### Input records ###
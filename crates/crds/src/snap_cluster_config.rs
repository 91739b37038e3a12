//! SnapClusterConfig CRD
//!
//! Bootstrap configuration for a machine joining a snapk8s cluster. The
//! bootstrap controller compiles this, together with the owning Machine and
//! Cluster, into the cloud-config handed to the machine on first boot.

use kube::CustomResource;
use schemars::JsonSchema;
use serde::{Deserialize, Serialize};

/// Join token TTL applied when the configuration does not set one: roughly
/// ten years, so the token practically never expires.
pub const DEFAULT_JOIN_TOKEN_TTL_SECS: i64 = 315_569_260;

#[derive(CustomResource, Debug, Clone, Serialize, Deserialize, JsonSchema, Default)]
#[kube(
    group = "bootstrap.snapcluster.dev",
    version = "v1beta1",
    kind = "SnapClusterConfig",
    namespaced,
    status = "SnapClusterConfigStatus"
)]
#[serde(rename_all = "camelCase")]
pub struct SnapClusterConfigSpec {
    /// Cluster-wide configuration shared by every node
    #[serde(default, skip_serializing_if = "Option::is_none")]
    pub cluster_configuration: Option<ClusterConfiguration>,

    /// Configuration for initializing and joining nodes
    #[serde(default, skip_serializing_if = "Option::is_none")]
    pub init_configuration: Option<InitConfiguration>,
}

#[derive(Debug, Clone, Serialize, Deserialize, JsonSchema)]
#[serde(rename_all = "camelCase")]
pub struct ClusterConfiguration {
    /// Remap the cluster agent port (25000) and dqlite port (19001) to
    /// 30000 and 2379. The default ports are blocked by security groups in
    /// several infrastructure providers, while the remapped ports are open
    /// because kubeadm uses them.
    #[serde(default = "default_true")]
    pub port_compatibility_remap: bool,
}

impl Default for ClusterConfiguration {
    fn default() -> Self {
        Self {
            port_compatibility_remap: true,
        }
    }
}

#[derive(Debug, Clone, Serialize, Deserialize, JsonSchema, Default)]
#[serde(rename_all = "camelCase")]
pub struct InitConfiguration {
    /// The join token will expire after the specified seconds, defaults to
    /// 10 years
    #[serde(default, skip_serializing_if = "Option::is_none")]
    pub join_token_ttl_in_secs: Option<i64>,

    /// List of addons to be enabled upon cluster creation, in order
    #[serde(default, skip_serializing_if = "Vec::is_empty")]
    pub addons: Vec<String>,

    /// Use IP-in-IP encapsulation for the Calico overlay
    #[serde(default, rename = "IPinIP")]
    pub ip_in_ip: bool,

    /// HTTP proxy configured for containerd
    #[serde(default, skip_serializing_if = "Option::is_none", rename = "httpProxy")]
    pub http_proxy: Option<String>,

    /// HTTPS proxy configured for containerd
    #[serde(default, skip_serializing_if = "Option::is_none", rename = "httpsProxy")]
    pub https_proxy: Option<String>,

    /// Comma separated no-proxy list for containerd
    #[serde(default, skip_serializing_if = "Option::is_none")]
    pub no_proxy: Option<String>,

    /// Snap confinement of the snapk8s installation: "classic" (default)
    /// or "strict"
    #[serde(default, skip_serializing_if = "String::is_empty")]
    pub confinement: String,

    /// Risk level of the snap channel: "stable", "candidate", "beta" or
    /// "edge"
    #[serde(default, skip_serializing_if = "String::is_empty")]
    pub risk_level: String,

    /// Skip the default CNI during installation so another CNI can be used
    #[serde(default, rename = "disableDefaultCNI")]
    pub disable_default_cni: bool,

    /// Scheme of a snap store proxy to use, defaults to "http"
    #[serde(default, skip_serializing_if = "String::is_empty")]
    pub snapstore_proxy_scheme: String,

    /// Domain of a snap store proxy to use
    #[serde(default, skip_serializing_if = "String::is_empty")]
    pub snapstore_proxy_domain: String,

    /// Store id served by the snap store proxy
    #[serde(default, skip_serializing_if = "String::is_empty")]
    pub snapstore_proxy_id: String,

    /// HTTP proxy for reaching the snap store
    #[serde(
        default,
        skip_serializing_if = "Option::is_none",
        rename = "snapstoreHTTPProxy"
    )]
    pub snapstore_http_proxy: Option<String>,

    /// HTTPS proxy for reaching the snap store
    #[serde(
        default,
        skip_serializing_if = "Option::is_none",
        rename = "snapstoreHTTPSProxy"
    )]
    pub snapstore_https_proxy: Option<String>,

    /// Additional files written to the machine before any command runs
    #[serde(default, skip_serializing_if = "Vec::is_empty")]
    pub extra_write_files: Vec<CloudInitWriteFile>,

    /// Extra arguments passed to kubelet, one flag per entry
    #[serde(default, skip_serializing_if = "Vec::is_empty")]
    pub extra_kubelet_args: Vec<String>,

    /// Commands executed early in the boot process
    #[serde(default, skip_serializing_if = "Vec::is_empty")]
    pub boot_commands: Vec<String>,

    /// Commands executed before the snapk8s installation block
    #[serde(default, skip_serializing_if = "Vec::is_empty")]
    pub pre_run_commands: Vec<String>,

    /// Commands executed after the snapk8s installation block
    #[serde(default, skip_serializing_if = "Vec::is_empty")]
    pub post_run_commands: Vec<String>,
}

/// A file to write to the machine via cloud-init.
#[derive(Debug, Clone, Serialize, Deserialize, JsonSchema, Default)]
#[serde(rename_all = "camelCase")]
pub struct CloudInitWriteFile {
    /// File contents
    pub content: String,

    /// Absolute path on the machine
    pub path: String,

    /// Octal permission string, e.g. "0644"
    pub permissions: String,

    /// Owner specification, e.g. "root:root"
    pub owner: String,
}

#[derive(Debug, Clone, Serialize, Deserialize, JsonSchema, Default)]
#[serde(rename_all = "camelCase")]
pub struct SnapClusterConfigStatus {
    /// Ready indicates the bootstrap data secret is ready to be consumed
    #[serde(default)]
    pub ready: bool,

    /// Name of the secret that stores the generated bootstrap data
    #[serde(default, skip_serializing_if = "Option::is_none")]
    pub data_secret_name: Option<String>,

    /// Set on non-retryable errors
    #[serde(default, skip_serializing_if = "Option::is_none")]
    pub failure_reason: Option<String>,

    /// Set on non-retryable errors
    #[serde(default, skip_serializing_if = "Option::is_none")]
    pub failure_message: Option<String>,

    /// Last reconciliation timestamp
    #[serde(default, skip_serializing_if = "Option::is_none")]
    pub last_reconciled: Option<chrono::DateTime<chrono::Utc>>,
}

fn default_true() -> bool {
    true
}

impl SnapClusterConfigSpec {
    /// Whether the compatibility port remap applies. Absence of the
    /// cluster configuration section means the default, which is remapped.
    #[must_use]
    pub fn port_compatibility_remap(&self) -> bool {
        self.cluster_configuration
            .as_ref()
            .is_none_or(|c| c.port_compatibility_remap)
    }

    /// Join token TTL in seconds, falling back to the ten year default.
    #[must_use]
    pub fn join_token_ttl_in_secs(&self) -> i64 {
        self.init_configuration
            .as_ref()
            .and_then(|c| c.join_token_ttl_in_secs)
            .filter(|ttl| *ttl > 0)
            .unwrap_or(DEFAULT_JOIN_TOKEN_TTL_SECS)
    }
}

#[cfg(test)]
mod tests {
    use super::*;

    #[test]
    fn test_port_remap_defaults_on() {
        let spec = SnapClusterConfigSpec::default();
        assert!(spec.port_compatibility_remap());

        let spec = SnapClusterConfigSpec {
            cluster_configuration: Some(ClusterConfiguration {
                port_compatibility_remap: false,
            }),
            ..Default::default()
        };
        assert!(!spec.port_compatibility_remap());
    }

    #[test]
    fn test_join_token_ttl_default() {
        let spec = SnapClusterConfigSpec::default();
        assert_eq!(spec.join_token_ttl_in_secs(), DEFAULT_JOIN_TOKEN_TTL_SECS);

        let spec = SnapClusterConfigSpec {
            init_configuration: Some(InitConfiguration {
                join_token_ttl_in_secs: Some(10000),
                ..Default::default()
            }),
            ..Default::default()
        };
        assert_eq!(spec.join_token_ttl_in_secs(), 10000);
    }

    #[test]
    fn test_spec_field_names_are_camel_case() {
        let spec = SnapClusterConfigSpec {
            cluster_configuration: Some(ClusterConfiguration::default()),
            init_configuration: Some(InitConfiguration {
                ip_in_ip: true,
                http_proxy: Some("http://proxy".to_string()),
                disable_default_cni: true,
                ..Default::default()
            }),
        };
        let value = serde_json::to_value(&spec).unwrap();
        assert!(value["clusterConfiguration"]["portCompatibilityRemap"].as_bool().unwrap());
        assert!(value["initConfiguration"]["IPinIP"].as_bool().unwrap());
        assert!(value["initConfiguration"]["disableDefaultCNI"].as_bool().unwrap());
        assert_eq!(
            value["initConfiguration"]["httpProxy"].as_str().unwrap(),
            "http://proxy"
        );
    }
}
###
== Activity ==
What is needed is each line of the entries that contains the word "before".

== Solved problem ==
    /// Additional files written to the machine before any command runs
    /// Commands executed before the snapk8s installation block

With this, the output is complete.